What you need to do >> Both the line below containing "filename src/render/mod.rs" and the line containing "#[derive(Debug, Clone, PartialEq, Eq)]", along with every line between them, should be repeated exactly; no other line belongs in the answer.

Records to use Block Start

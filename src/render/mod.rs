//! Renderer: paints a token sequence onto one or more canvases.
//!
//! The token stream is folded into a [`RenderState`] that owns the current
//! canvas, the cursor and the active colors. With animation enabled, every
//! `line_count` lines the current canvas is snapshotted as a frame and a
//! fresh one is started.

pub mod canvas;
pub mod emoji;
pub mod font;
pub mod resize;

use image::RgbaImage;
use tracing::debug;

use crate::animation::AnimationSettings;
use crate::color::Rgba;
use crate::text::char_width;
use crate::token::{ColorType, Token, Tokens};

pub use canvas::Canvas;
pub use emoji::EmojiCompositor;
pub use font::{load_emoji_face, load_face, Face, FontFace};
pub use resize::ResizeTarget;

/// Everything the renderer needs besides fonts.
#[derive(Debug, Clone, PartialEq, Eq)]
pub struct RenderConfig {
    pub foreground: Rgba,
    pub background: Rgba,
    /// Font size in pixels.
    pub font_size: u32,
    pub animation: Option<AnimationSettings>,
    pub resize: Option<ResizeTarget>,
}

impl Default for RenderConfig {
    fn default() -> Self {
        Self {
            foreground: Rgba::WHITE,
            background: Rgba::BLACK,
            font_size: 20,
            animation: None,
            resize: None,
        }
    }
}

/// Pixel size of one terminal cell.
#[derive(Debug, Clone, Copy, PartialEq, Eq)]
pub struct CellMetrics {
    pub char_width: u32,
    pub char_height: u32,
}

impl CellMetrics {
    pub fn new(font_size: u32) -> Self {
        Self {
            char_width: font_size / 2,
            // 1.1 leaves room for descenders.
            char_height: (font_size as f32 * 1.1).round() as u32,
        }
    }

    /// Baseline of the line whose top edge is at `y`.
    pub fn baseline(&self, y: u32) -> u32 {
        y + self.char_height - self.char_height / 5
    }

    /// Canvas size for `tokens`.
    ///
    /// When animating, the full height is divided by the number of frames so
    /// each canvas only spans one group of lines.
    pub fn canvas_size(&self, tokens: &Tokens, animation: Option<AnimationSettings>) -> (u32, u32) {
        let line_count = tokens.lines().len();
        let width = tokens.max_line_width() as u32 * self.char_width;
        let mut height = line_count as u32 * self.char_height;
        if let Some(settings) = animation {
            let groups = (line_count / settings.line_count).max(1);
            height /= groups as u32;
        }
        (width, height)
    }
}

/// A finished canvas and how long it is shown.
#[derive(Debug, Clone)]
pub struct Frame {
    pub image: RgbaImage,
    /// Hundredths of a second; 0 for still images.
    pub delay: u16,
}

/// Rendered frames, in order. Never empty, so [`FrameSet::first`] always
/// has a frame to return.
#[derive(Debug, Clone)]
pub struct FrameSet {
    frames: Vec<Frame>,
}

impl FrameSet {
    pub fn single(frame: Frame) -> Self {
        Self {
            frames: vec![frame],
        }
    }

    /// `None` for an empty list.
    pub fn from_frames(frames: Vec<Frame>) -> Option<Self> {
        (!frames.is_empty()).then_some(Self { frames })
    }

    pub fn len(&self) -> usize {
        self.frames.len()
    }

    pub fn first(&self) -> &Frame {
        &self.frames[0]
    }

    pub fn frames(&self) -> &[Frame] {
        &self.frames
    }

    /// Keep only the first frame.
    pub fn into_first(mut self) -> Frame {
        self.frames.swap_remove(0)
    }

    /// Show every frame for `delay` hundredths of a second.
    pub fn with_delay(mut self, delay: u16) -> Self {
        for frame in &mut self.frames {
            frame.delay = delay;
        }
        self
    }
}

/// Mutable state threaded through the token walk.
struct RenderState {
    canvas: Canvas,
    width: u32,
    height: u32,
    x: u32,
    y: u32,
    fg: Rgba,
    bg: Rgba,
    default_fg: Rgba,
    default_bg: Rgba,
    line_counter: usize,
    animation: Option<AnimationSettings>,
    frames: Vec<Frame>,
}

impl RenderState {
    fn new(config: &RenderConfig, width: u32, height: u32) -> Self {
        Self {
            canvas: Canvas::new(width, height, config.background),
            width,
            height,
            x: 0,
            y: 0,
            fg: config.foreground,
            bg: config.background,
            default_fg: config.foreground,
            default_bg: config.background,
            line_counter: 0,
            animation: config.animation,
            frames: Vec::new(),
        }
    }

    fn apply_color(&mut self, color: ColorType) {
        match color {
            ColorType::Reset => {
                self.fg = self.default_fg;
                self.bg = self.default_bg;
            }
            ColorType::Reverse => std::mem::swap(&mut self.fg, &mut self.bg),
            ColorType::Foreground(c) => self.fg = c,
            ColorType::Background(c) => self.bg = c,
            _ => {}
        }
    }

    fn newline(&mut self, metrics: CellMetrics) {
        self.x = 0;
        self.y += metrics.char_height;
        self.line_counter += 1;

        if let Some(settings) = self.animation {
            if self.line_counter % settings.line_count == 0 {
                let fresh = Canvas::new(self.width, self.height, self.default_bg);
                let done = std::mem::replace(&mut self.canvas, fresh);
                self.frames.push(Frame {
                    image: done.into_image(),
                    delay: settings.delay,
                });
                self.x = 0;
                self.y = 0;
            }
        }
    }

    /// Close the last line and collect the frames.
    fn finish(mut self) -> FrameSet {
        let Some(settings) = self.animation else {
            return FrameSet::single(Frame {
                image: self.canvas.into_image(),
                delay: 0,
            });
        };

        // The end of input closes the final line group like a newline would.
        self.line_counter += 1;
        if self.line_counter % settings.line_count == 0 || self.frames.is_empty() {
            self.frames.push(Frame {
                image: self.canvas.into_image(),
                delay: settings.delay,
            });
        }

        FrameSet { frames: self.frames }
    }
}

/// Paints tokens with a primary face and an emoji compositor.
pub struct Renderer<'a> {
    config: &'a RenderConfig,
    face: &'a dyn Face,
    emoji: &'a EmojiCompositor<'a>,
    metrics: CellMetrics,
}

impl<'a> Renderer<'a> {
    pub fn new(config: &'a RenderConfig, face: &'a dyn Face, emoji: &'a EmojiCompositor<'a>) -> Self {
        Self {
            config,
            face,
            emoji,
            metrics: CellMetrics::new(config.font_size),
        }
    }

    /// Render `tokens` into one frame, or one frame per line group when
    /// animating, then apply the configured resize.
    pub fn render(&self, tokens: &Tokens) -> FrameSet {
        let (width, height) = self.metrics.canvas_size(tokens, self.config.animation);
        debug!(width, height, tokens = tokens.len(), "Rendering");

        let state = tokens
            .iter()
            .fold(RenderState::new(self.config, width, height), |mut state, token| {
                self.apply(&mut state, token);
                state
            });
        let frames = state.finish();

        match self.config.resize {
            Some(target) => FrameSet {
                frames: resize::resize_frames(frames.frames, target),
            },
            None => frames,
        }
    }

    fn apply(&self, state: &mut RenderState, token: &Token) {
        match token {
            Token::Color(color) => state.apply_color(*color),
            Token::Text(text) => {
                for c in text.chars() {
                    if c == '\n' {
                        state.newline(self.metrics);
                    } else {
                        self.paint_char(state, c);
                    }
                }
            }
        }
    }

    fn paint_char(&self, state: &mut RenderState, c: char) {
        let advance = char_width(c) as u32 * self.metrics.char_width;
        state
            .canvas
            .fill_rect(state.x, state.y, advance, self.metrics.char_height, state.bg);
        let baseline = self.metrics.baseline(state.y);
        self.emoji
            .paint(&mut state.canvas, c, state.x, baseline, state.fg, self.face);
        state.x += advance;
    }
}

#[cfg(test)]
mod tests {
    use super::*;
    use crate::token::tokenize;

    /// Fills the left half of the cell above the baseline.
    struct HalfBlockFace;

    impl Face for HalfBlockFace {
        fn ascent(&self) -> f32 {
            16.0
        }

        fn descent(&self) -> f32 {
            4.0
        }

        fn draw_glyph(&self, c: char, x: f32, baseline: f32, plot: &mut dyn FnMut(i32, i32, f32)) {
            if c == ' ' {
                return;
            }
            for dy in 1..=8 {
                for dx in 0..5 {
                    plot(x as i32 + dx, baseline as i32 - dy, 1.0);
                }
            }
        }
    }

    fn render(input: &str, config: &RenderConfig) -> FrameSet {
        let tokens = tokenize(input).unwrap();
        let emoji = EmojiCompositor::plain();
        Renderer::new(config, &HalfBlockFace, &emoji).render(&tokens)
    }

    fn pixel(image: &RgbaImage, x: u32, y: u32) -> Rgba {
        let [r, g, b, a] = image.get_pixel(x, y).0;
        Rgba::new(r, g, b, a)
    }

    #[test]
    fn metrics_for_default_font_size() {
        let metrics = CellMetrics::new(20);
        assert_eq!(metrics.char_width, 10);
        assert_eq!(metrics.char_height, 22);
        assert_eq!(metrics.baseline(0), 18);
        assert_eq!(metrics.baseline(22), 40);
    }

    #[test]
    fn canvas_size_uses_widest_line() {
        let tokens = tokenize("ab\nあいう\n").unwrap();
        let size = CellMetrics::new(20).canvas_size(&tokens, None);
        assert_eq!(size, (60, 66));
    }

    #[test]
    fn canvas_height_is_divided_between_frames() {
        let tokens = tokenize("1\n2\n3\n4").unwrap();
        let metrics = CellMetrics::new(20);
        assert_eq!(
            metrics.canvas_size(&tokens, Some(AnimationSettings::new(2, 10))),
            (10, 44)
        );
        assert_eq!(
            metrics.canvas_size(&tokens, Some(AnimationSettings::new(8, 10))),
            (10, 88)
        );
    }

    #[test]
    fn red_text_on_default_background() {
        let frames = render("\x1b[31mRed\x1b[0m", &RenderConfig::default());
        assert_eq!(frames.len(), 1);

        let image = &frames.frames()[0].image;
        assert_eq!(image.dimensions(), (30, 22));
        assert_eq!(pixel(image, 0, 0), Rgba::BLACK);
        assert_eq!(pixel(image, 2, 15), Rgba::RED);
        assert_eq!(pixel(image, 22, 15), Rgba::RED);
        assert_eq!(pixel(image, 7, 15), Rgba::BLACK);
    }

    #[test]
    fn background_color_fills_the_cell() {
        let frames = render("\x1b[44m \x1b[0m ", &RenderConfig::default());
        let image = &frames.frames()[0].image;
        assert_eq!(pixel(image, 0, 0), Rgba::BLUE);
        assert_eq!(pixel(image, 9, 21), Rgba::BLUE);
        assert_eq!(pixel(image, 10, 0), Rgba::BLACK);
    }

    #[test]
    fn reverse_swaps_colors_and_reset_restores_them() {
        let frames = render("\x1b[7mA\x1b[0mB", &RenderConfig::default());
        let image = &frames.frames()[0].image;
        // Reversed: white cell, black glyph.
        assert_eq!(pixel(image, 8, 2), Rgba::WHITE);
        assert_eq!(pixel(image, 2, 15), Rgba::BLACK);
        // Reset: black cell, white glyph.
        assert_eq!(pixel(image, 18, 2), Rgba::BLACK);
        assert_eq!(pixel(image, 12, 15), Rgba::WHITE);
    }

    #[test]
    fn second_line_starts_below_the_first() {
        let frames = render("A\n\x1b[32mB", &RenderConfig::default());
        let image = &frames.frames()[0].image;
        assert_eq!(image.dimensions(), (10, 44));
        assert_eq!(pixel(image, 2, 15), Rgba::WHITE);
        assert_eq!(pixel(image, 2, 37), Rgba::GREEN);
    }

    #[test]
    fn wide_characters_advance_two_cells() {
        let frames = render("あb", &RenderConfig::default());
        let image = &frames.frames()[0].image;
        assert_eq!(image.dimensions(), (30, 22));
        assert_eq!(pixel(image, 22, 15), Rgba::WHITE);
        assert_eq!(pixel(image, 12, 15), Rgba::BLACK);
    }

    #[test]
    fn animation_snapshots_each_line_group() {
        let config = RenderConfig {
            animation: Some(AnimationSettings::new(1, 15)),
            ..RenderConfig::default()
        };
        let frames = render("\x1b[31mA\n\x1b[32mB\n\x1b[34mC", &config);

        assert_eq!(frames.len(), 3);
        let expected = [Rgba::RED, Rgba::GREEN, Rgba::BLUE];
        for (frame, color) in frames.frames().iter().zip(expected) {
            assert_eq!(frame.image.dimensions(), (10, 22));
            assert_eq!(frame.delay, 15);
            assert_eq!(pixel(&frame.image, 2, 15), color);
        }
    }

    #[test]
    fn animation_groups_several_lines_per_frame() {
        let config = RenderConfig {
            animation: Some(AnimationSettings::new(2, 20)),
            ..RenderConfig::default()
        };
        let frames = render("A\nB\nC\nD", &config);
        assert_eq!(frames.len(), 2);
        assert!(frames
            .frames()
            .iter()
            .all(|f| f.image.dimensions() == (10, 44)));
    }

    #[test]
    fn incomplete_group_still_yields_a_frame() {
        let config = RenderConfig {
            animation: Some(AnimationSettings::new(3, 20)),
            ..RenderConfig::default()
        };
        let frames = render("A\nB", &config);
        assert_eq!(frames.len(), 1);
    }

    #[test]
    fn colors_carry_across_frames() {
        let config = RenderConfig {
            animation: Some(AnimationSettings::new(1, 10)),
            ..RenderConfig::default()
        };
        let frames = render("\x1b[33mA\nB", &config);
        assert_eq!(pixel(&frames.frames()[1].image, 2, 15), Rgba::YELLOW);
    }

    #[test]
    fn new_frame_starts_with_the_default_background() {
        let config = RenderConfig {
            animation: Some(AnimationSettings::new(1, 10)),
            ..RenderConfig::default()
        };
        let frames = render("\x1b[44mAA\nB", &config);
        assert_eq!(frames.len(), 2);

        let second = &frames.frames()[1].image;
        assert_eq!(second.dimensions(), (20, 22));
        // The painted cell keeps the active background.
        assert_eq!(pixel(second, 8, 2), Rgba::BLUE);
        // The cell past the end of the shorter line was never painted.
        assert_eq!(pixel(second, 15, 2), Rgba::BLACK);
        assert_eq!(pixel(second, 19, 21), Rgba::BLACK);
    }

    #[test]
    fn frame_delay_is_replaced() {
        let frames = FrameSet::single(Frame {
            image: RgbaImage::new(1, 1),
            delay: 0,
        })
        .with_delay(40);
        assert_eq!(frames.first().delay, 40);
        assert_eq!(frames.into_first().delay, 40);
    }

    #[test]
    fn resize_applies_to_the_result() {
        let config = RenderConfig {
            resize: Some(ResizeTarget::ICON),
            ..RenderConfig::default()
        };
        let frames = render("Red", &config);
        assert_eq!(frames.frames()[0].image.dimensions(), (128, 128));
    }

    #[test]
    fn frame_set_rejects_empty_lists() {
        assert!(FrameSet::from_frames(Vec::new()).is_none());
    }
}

Records to use Block End
Records to use Block Start

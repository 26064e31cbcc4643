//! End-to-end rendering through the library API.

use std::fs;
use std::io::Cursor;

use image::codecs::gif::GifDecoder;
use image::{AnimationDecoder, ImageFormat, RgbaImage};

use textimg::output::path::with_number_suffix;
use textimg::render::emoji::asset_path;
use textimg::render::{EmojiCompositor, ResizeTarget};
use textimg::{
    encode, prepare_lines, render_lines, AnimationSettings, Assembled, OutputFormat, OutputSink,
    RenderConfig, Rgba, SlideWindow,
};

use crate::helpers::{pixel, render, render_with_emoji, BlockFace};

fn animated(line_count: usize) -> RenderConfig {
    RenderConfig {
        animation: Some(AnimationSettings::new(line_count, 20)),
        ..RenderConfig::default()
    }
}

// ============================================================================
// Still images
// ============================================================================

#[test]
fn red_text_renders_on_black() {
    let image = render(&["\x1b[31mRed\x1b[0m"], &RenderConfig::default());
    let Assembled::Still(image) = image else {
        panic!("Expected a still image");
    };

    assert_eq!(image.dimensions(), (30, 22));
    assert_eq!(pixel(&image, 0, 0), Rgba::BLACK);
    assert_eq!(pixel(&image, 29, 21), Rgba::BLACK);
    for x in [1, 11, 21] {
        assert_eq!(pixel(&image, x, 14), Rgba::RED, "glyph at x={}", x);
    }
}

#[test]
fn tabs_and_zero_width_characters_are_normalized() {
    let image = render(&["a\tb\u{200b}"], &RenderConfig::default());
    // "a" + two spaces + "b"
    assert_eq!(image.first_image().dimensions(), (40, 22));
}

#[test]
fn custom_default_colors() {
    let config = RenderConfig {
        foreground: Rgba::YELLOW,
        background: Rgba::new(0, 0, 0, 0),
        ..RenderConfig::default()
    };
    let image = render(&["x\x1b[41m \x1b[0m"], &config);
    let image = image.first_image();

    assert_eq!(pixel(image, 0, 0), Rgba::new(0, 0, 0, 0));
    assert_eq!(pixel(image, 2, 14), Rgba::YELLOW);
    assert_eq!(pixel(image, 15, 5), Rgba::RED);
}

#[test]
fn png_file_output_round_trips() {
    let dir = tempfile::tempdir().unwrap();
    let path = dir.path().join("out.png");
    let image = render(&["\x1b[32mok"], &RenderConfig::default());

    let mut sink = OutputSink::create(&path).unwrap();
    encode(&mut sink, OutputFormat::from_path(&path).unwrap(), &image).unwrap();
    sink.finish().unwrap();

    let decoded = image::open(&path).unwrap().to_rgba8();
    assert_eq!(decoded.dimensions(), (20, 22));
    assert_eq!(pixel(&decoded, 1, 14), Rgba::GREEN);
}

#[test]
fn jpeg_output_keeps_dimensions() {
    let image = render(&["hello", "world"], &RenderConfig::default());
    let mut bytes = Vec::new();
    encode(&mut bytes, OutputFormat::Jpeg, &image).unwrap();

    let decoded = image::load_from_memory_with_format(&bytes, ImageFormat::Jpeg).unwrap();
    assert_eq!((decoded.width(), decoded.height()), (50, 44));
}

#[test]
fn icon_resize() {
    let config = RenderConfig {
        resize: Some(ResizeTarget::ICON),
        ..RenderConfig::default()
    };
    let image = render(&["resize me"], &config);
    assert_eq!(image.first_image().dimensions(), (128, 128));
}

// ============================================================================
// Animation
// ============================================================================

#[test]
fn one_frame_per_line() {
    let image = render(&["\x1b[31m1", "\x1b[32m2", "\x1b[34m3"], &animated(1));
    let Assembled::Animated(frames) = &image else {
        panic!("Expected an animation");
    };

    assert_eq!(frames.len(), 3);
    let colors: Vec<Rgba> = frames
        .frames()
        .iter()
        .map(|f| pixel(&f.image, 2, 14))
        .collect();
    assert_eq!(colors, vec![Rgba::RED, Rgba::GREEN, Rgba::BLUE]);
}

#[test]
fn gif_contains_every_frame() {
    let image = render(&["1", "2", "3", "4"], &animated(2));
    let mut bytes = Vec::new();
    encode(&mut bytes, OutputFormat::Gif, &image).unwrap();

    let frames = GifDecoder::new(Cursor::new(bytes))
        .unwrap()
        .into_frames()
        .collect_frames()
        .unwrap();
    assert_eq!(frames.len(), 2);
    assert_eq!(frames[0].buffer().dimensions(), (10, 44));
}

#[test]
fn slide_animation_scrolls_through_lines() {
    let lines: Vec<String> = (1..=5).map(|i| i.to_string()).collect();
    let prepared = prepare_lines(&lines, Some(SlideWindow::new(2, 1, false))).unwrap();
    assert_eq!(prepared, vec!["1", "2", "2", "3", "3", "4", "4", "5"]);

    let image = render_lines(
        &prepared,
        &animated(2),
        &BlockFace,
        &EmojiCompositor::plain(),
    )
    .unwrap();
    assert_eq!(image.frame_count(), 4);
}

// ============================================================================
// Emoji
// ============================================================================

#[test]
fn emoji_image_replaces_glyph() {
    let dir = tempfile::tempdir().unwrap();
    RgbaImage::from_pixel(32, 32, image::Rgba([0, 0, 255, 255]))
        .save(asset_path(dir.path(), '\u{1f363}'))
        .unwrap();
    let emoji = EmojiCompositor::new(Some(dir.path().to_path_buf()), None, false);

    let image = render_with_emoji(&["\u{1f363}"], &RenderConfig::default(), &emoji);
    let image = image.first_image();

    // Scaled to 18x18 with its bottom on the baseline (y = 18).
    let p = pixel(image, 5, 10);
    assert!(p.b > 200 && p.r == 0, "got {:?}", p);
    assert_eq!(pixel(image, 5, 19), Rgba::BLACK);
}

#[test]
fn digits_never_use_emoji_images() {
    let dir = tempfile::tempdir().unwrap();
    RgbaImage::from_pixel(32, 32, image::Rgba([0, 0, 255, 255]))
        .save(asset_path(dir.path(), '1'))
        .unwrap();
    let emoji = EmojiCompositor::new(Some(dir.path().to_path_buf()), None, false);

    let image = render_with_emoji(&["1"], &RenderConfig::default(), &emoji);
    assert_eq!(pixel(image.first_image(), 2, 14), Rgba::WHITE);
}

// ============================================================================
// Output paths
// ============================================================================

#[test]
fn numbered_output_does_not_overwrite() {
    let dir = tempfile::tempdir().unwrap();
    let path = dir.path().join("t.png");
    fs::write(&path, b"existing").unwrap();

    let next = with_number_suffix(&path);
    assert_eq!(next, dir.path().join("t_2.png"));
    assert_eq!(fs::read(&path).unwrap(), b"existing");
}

Records to use Block End

Result >>
filename src/render/mod.rs
//! Renderer: paints a token sequence onto one or more canvases.
//!
//! The token stream is folded into a [`RenderState`] that owns the current
//! canvas, the cursor and the active colors. With animation enabled, every
//! `line_count` lines the current canvas is snapshotted as a frame and a
//! fresh one is started.

pub mod canvas;
pub mod emoji;
pub mod font;
pub mod resize;

use image::RgbaImage;
use tracing::debug;

use crate::animation::AnimationSettings;
use crate::color::Rgba;
use crate::text::char_width;
use crate::token::{ColorType, Token, Tokens};

pub use canvas::Canvas;
pub use emoji::EmojiCompositor;
pub use font::{load_emoji_face, load_face, Face, FontFace};
pub use resize::ResizeTarget;

/// Everything the renderer needs besides fonts.
#[derive(Debug, Clone, PartialEq, Eq)]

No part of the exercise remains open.